=== About this exercise ===
Across the material below, how many lines contain the word "AppResult"? Respond with the number only.
Start of The data
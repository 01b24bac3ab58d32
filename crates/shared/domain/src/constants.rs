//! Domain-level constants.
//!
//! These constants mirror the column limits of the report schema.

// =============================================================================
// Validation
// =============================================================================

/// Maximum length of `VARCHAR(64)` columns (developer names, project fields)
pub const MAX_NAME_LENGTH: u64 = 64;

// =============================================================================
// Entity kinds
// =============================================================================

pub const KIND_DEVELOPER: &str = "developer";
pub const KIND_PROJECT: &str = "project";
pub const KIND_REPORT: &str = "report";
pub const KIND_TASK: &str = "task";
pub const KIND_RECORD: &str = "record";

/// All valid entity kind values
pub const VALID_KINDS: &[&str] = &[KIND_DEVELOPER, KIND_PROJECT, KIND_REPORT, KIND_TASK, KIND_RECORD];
End of The data
Start of The data
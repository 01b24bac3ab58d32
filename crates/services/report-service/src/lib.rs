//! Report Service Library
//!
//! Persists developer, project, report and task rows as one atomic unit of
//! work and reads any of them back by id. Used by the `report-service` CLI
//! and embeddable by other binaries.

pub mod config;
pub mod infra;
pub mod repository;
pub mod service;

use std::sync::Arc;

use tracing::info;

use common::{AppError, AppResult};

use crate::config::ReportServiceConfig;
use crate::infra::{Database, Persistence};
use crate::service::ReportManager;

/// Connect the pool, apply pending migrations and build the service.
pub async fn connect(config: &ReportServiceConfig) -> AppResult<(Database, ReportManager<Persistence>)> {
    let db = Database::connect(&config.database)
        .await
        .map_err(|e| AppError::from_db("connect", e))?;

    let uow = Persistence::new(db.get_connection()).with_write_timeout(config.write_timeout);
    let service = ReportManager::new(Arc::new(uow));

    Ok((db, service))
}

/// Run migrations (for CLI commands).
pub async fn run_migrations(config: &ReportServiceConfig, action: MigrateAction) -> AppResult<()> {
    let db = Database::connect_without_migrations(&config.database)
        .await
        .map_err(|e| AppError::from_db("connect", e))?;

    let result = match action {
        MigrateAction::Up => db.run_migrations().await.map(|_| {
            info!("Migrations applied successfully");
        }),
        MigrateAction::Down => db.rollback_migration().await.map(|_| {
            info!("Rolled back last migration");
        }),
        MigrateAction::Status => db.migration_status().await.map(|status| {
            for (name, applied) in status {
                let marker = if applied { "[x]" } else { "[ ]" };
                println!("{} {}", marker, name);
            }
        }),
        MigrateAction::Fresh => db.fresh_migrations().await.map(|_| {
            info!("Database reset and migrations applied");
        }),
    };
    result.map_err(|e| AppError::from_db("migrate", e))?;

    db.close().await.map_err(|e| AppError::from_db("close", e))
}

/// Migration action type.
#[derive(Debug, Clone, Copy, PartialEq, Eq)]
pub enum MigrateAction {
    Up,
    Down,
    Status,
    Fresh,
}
End of The data
=== Solution to this problem ===
3